The programme will be based in London’s Tottenham Court Road area with an additional tie-up with the Home Learning College in place to provide online training access for remote agencies across the country.

“Britain is arguably home to one of the most talented advertising industries in the world, and working alongside the industry we want to ensure that the agency landscape remains the very best by ensuring we harness the abundance of talent around us and ensure graduates are equipped with the digitals skills needed to keep themselves employable,” added Cobley.

Also at the launch event was Paul Bansfair, director general at the IPA, who told attendees the scheme would create opportunities for agencies to become more efficient. “This should provide the opportunity to create change and should become one of the staples of the training industry,” he adds.

Meanwhile, Facebook, Google, Microsoft and Twitter are also understood to have given financial backing to a marketing campaign, dubbed Make IT in Ireland, aimed at attracting digital marketers and IT technicians to Dublin where their respective European operations are headquartered.

The digital campaign is geared towards directing traffic to a campaign page where potential candidates can upload their CVs which can then be viewed by recruiters for the respective digital companies.

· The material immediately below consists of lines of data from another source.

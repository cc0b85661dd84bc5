//! Objects placed on a project's canvas.

use std::fmt;
use std::str::FromStr;

use serde::{Deserialize, Serialize};

use crate::error::CoreError;
use crate::types::{EntityId, Timestamp};

#[derive(Debug, Clone, Copy, PartialEq, Eq, Hash, Serialize, Deserialize)]
#[serde(rename_all = "snake_case")]
pub enum CanvasObjectType {
    Image,
    Text,
    Shape,
}

impl CanvasObjectType {
    pub fn as_str(self) -> &'static str {
        match self {
            Self::Image => "image",
            Self::Text => "text",
            Self::Shape => "shape",
        }
    }
}

impl FromStr for CanvasObjectType {
    type Err = CoreError;

    fn from_str(s: &str) -> Result<Self, Self::Err> {
        match s {
            "image" => Ok(Self::Image),
            "text" => Ok(Self::Text),
            "shape" => Ok(Self::Shape),
            other => Err(CoreError::UnknownObjectType(other.to_string())),
        }
    }
}

impl fmt::Display for CanvasObjectType {
    fn fmt(&self, f: &mut fmt::Formatter<'_>) -> fmt::Result {
        f.write_str(self.as_str())
    }
}

/// A positioned object on a canvas.
///
/// Every object belongs to exactly one project. Position and size
/// reported by the server after a successful write are authoritative.
#[derive(Debug, Clone, PartialEq, Serialize, Deserialize)]
#[serde(rename_all = "camelCase")]
pub struct CanvasObject {
    pub id: EntityId,
    pub project_id: EntityId,
    #[serde(rename = "type")]
    pub kind: CanvasObjectType,
    pub x: f64,
    pub y: f64,
    pub width: f64,
    pub height: f64,
    /// Rotation in degrees.
    pub rotation: f64,
    #[serde(default, skip_serializing_if = "Option::is_none")]
    pub src: Option<String>,
    /// Free-form rendering properties (fill, font, text, ...).
    #[serde(default)]
    pub props: serde_json::Map<String, serde_json::Value>,
    #[serde(default, skip_serializing_if = "Option::is_none")]
    pub updated_at: Option<Timestamp>,
}

impl CanvasObject {
    /// Create an object with a client-generated id at the given bounds.
    pub fn new(
        project_id: EntityId,
        kind: CanvasObjectType,
        x: f64,
        y: f64,
        width: f64,
        height: f64,
    ) -> Self {
        Self {
            id: uuid::Uuid::new_v4(),
            project_id,
            kind,
            x,
            y,
            width,
            height,
            rotation: 0.0,
            src: None,
            props: serde_json::Map::new(),
            updated_at: None,
        }
    }

    pub fn image(project_id: EntityId, src: impl Into<String>, width: f64, height: f64) -> Self {
        let mut obj = Self::new(project_id, CanvasObjectType::Image, 0.0, 0.0, width, height);
        obj.src = Some(src.into());
        obj
    }

    pub fn text(project_id: EntityId, text: impl Into<String>, x: f64, y: f64) -> Self {
        let mut obj = Self::new(project_id, CanvasObjectType::Text, x, y, 200.0, 40.0);
        obj.props
            .insert("text".into(), serde_json::Value::String(text.into()));
        obj
    }

    pub fn move_to(&mut self, x: f64, y: f64) {
        self.x = x;
        self.y = y;
    }

    pub fn resize(&mut self, width: f64, height: f64) {
        self.width = width;
        self.height = height;
    }

    /// Reject geometry the canvas cannot render.
    pub fn validate(&self) -> Result<(), CoreError> {
        let coords = [self.x, self.y, self.width, self.height, self.rotation];
        if coords.iter().any(|v| !v.is_finite()) {
            return Err(CoreError::Validation(format!(
                "canvas object {} has non-finite geometry",
                self.id
            )));
        }
        if self.width < 0.0 || self.height < 0.0 {
            return Err(CoreError::Validation(format!(
                "canvas object {} has negative size {}x{}",
                self.id, self.width, self.height
            )));
        }
        if self.kind == CanvasObjectType::Image && self.src.is_none() {
            return Err(CoreError::Validation(format!(
                "image object {} has no src",
                self.id
            )));
        }
        Ok(())
    }
}

// ---------------------------------------------------------------------------
// Tests
// ---------------------------------------------------------------------------

#[cfg(test)]
mod tests {
    use super::*;

    fn project() -> EntityId {
        uuid::Uuid::new_v4()
    }

    #[test]
    fn image_requires_src() {
        let mut obj = CanvasObject::image(project(), "https://cdn.example/a.png", 512.0, 512.0);
        assert!(obj.validate().is_ok());
        obj.src = None;
        assert!(matches!(obj.validate(), Err(CoreError::Validation(_))));
    }

    #[test]
    fn negative_size_is_rejected() {
        let mut obj = CanvasObject::text(project(), "Summer sale", 10.0, 10.0);
        obj.resize(-1.0, 40.0);
        assert!(obj.validate().is_err());
    }

    #[test]
    fn nan_position_is_rejected() {
        let mut obj = CanvasObject::text(project(), "Headline", 0.0, 0.0);
        obj.move_to(f64::NAN, 3.0);
        assert!(obj.validate().is_err());
    }

    #[test]
    fn text_objects_carry_text_prop() {
        let obj = CanvasObject::text(project(), "Buy now", 1.0, 2.0);
        assert_eq!(obj.props["text"], "Buy now");
        assert_eq!(obj.kind, CanvasObjectType::Text);
    }

    #[test]
    fn object_type_round_trips_wire_names() {
        for kind in [
            CanvasObjectType::Image,
            CanvasObjectType::Text,
            CanvasObjectType::Shape,
        ] {
            assert_eq!(kind.as_str().parse::<CanvasObjectType>().unwrap(), kind);
        }
        assert!("video".parse::<CanvasObjectType>().is_err());
    }
}
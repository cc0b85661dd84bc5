//! Debounce state machine for write-through middlewares.
//!
//! ```text
//! Idle       --mutation-->      Scheduled { now + window }
//! Scheduled  --mutation-->      Scheduled { now + window }
//! Scheduled  --deadline-->      Writing { rescheduled: None }
//! Writing    --mutation-->      Writing { rescheduled: Some(now + window) }
//! Writing    --write done-->    Scheduled { rescheduled } or Idle
//! ```
//!
//! The debouncer only tracks time; it never performs I/O. At most one
//! write is in flight: a mutation during `Writing` is remembered and
//! turned into a new deadline when the write completes.

use std::time::Duration;

use tokio::time::Instant;

/// Current phase of a [`Debouncer`].
#[derive(Debug, Clone, Copy, PartialEq, Eq)]
pub enum Phase {
    Idle,
    Scheduled { deadline: Instant },
    Writing { rescheduled: Option<Instant> },
}

#[derive(Debug, Clone)]
pub struct Debouncer {
    window: Duration,
    phase: Phase,
}

impl Debouncer {
    pub fn new(window: Duration) -> Self {
        Self {
            window,
            phase: Phase::Idle,
        }
    }

    pub fn window(&self) -> Duration {
        self.window
    }

    /// Change the quiet period. Takes effect from the next mutation.
    pub fn set_window(&mut self, window: Duration) {
        self.window = window;
    }

    pub fn phase(&self) -> Phase {
        self.phase
    }

    /// A qualifying mutation happened at `now`.
    pub fn on_mutation(&mut self, now: Instant) {
        let deadline = now + self.window;
        self.phase = match self.phase {
            Phase::Idle | Phase::Scheduled { .. } => Phase::Scheduled { deadline },
            Phase::Writing { .. } => Phase::Writing {
                rescheduled: Some(deadline),
            },
        };
    }

    /// When the next write should start, if one is scheduled and none is
    /// in flight.
    pub fn deadline(&self) -> Option<Instant> {
        match self.phase {
            Phase::Scheduled { deadline } => Some(deadline),
            _ => None,
        }
    }

    pub fn is_due(&self, now: Instant) -> bool {
        self.deadline().is_some_and(|deadline| deadline <= now)
    }

    pub fn is_idle(&self) -> bool {
        self.phase == Phase::Idle
    }

    /// The scheduled write has started.
    pub fn begin_write(&mut self) {
        self.phase = Phase::Writing { rescheduled: None };
    }

    /// The in-flight write finished. Returns `true` if a follow-up write
    /// is now scheduled.
    pub fn complete_write(&mut self) -> bool {
        self.phase = match self.phase {
            Phase::Writing {
                rescheduled: Some(deadline),
            } => Phase::Scheduled { deadline },
            Phase::Writing { rescheduled: None } => Phase::Idle,
            other => other,
        };
        matches!(self.phase, Phase::Scheduled { .. })
    }

    /// Pull any scheduled write forward to `now`; schedule one if idle.
    pub fn expedite(&mut self, now: Instant) {
        self.phase = match self.phase {
            Phase::Idle | Phase::Scheduled { .. } => Phase::Scheduled { deadline: now },
            Phase::Writing { .. } => Phase::Writing {
                rescheduled: Some(now),
            },
        };
    }

    /// Drop any scheduled write. An in-flight write is left to finish but
    /// will not be followed up.
    pub fn cancel_pending(&mut self) {
        self.phase = match self.phase {
            Phase::Writing { .. } => Phase::Writing { rescheduled: None },
            _ => Phase::Idle,
        };
    }
}

// ---------------------------------------------------------------------------
// Tests
// ---------------------------------------------------------------------------
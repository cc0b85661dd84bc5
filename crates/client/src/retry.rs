//! Exponential-backoff retry for API calls.
//!
//! [`api_call`] is the single network entry point of the persistence
//! layer: it sends a request through a [`Transport`], turns non-2xx
//! responses into [`ClientError::Api`], and repeats retryable failures
//! after `base * 2^attempt` delays. Terminal failures are returned at
//! once without consuming the retry budget.

use std::future::Future;
use std::time::Duration;

use crate::error::ClientError;
use crate::transport::{ApiRequest, ApiResponse, Transport};

/// Retries after the first attempt.
pub const DEFAULT_MAX_RETRIES: u32 = 3;

/// Delay before the first retry; doubles for each subsequent one.
pub const DEFAULT_BASE_DELAY: Duration = Duration::from_millis(1000);

/// Tunable parameters for the backoff strategy.
#[derive(Debug, Clone, Copy, PartialEq, Eq)]
pub struct RetryPolicy {
    /// Number of retries after the initial attempt.
    pub max_retries: u32,
    /// Delay before the first retry.
    pub base_delay: Duration,
}

impl Default for RetryPolicy {
    fn default() -> Self {
        Self {
            max_retries: DEFAULT_MAX_RETRIES,
            base_delay: DEFAULT_BASE_DELAY,
        }
    }
}

impl RetryPolicy {
    /// Single attempt, no retries.
    pub fn none() -> Self {
        Self {
            max_retries: 0,
            ..Self::default()
        }
    }

    /// Delay before retry number `attempt + 1` (`attempt` is zero-based).
    pub fn delay_for(&self, attempt: u32) -> Duration {
        let factor = 2u32.checked_pow(attempt).unwrap_or(u32::MAX);
        self.base_delay.saturating_mul(factor)
    }
}

/// Run `op` until it succeeds, fails terminally, or the retry budget is
/// spent. The last error is returned when retries run out.
pub async fn with_retry<T, F, Fut>(policy: &RetryPolicy, operation: &str, mut op: F) -> Result<T, ClientError>
where
    F: FnMut() -> Fut,
    Fut: Future<Output = Result<T, ClientError>>,
{
    let mut attempt = 0u32;

    loop {
        match op().await {
            Ok(value) => {
                if attempt > 0 {
                    tracing::info!(operation, retries = attempt, "API call succeeded after retry");
                }
                return Ok(value);
            }
            Err(e) if e.is_retryable() && attempt < policy.max_retries => {
                let delay = policy.delay_for(attempt);
                attempt += 1;
                tracing::warn!(
                    operation,
                    attempt,
                    delay_ms = delay.as_millis() as u64,
                    error = %e,
                    "Retrying API call",
                );
                tokio::time::sleep(delay).await;
            }
            Err(e) => {
                if e.is_retryable() {
                    tracing::error!(
                        operation,
                        retries = attempt,
                        error = %e,
                        "API call failed after exhausting retries",
                    );
                } else {
                    tracing::debug!(operation, error = %e, "API call failed with terminal error");
                }
                return Err(e);
            }
        }
    }
}

/// Send `request` through `transport` under `policy`.
///
/// Returns the successful (2xx) response. Non-2xx responses are
/// classified by status: 5xx, 408 and 429 are retried, anything else is
/// returned immediately.
pub async fn api_call(
    transport: &dyn Transport,
    policy: &RetryPolicy,
    request: &ApiRequest,
) -> Result<ApiResponse, ClientError> {
    let operation = format!("{} {}", request.method, request.path);
    with_retry(policy, &operation, move || async move {
        transport.send(request).await?.ensure_success()
    })
    .await
}

// ---------------------------------------------------------------------------
// Tests
// ---------------------------------------------------------------------------

#[cfg(test)]
mod tests {
    use std::sync::atomic::{AtomicU32, Ordering};

    use tokio::time::Instant;

    use super::*;

    fn server_error() -> ClientError {
        ClientError::Api {
            status: 503,
            message: "unavailable".into(),
        }
    }

    #[test]
    fn delay_doubles_per_attempt() {
        let policy = RetryPolicy::default();
        let delays: Vec<u64> = (0..4).map(|a| policy.delay_for(a).as_millis() as u64).collect();
        assert_eq!(delays, vec![1000, 2000, 4000, 8000]);
    }

    #[test]
    fn delay_saturates_instead_of_overflowing() {
        let policy = RetryPolicy::default();
        assert!(policy.delay_for(64) >= policy.delay_for(31));
    }

    #[tokio::test(start_paused = true)]
    async fn succeeds_after_two_server_errors_with_exponential_delays() {
        let calls = AtomicU32::new(0);
        let mut call_times = Vec::new();
        let start = Instant::now();

        let result = with_retry(&RetryPolicy::default(), "test", || {
            call_times.push(start.elapsed());
            let n = calls.fetch_add(1, Ordering::SeqCst);
            async move {
                if n < 2 {
                    Err(server_error())
                } else {
                    Ok("saved")
                }
            }
        })
        .await;

        assert_eq!(result, Ok("saved"));
        assert_eq!(calls.load(Ordering::SeqCst), 3);
        assert_eq!(
            call_times,
            vec![
                Duration::ZERO,
                Duration::from_millis(1000),
                Duration::from_millis(3000),
            ]
        );
    }

    #[tokio::test(start_paused = true)]
    async fn terminal_error_is_not_retried() {
        let calls = AtomicU32::new(0);
        let start = Instant::now();

        let result: Result<(), _> = with_retry(&RetryPolicy::default(), "test", || {
            calls.fetch_add(1, Ordering::SeqCst);
            async {
                Err(ClientError::Api {
                    status: 404,
                    message: "Project not found".into(),
                })
            }
        })
        .await;

        assert_eq!(result.unwrap_err().status(), Some(404));
        assert_eq!(calls.load(Ordering::SeqCst), 1);
        assert_eq!(start.elapsed(), Duration::ZERO);
    }

    #[tokio::test(start_paused = true)]
    async fn exhausting_retries_returns_last_error() {
        let calls = AtomicU32::new(0);

        let result: Result<(), _> = with_retry(&RetryPolicy::default(), "test", || {
            let n = calls.fetch_add(1, Ordering::SeqCst);
            async move {
                Err(ClientError::Api {
                    status: 500 + n as u16,
                    message: format!("failure {n}"),
                })
            }
        })
        .await;

        // One initial attempt plus three retries.
        assert_eq!(calls.load(Ordering::SeqCst), 4);
        assert_eq!(result.unwrap_err().status(), Some(503));
    }

    #[tokio::test(start_paused = true)]
    async fn policy_without_retries_makes_one_attempt() {
        let calls = AtomicU32::new(0);
        let result: Result<(), _> = with_retry(&RetryPolicy::none(), "test", || {
            calls.fetch_add(1, Ordering::SeqCst);
            async { Err(server_error()) }
        })
        .await;

        assert!(result.is_err());
        assert_eq!(calls.load(Ordering::SeqCst), 1);
    }
}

John Dennehy, project director at Zartis, the agency behind the campaign, told Marketing Week: “Attracting talent is a problem across Europe and in Ireland. It’s chronic as there’s so many of the big IT firms based here.

“There’s a lot of negative publicity about Ireland [since it had to be bailed out by the IMF in 2010] but a lot of the world’s biggest [digital] companies are here and need staff.”

Enterprise IT giants such as Oracle, Intel and Symantec are also backing the campaign.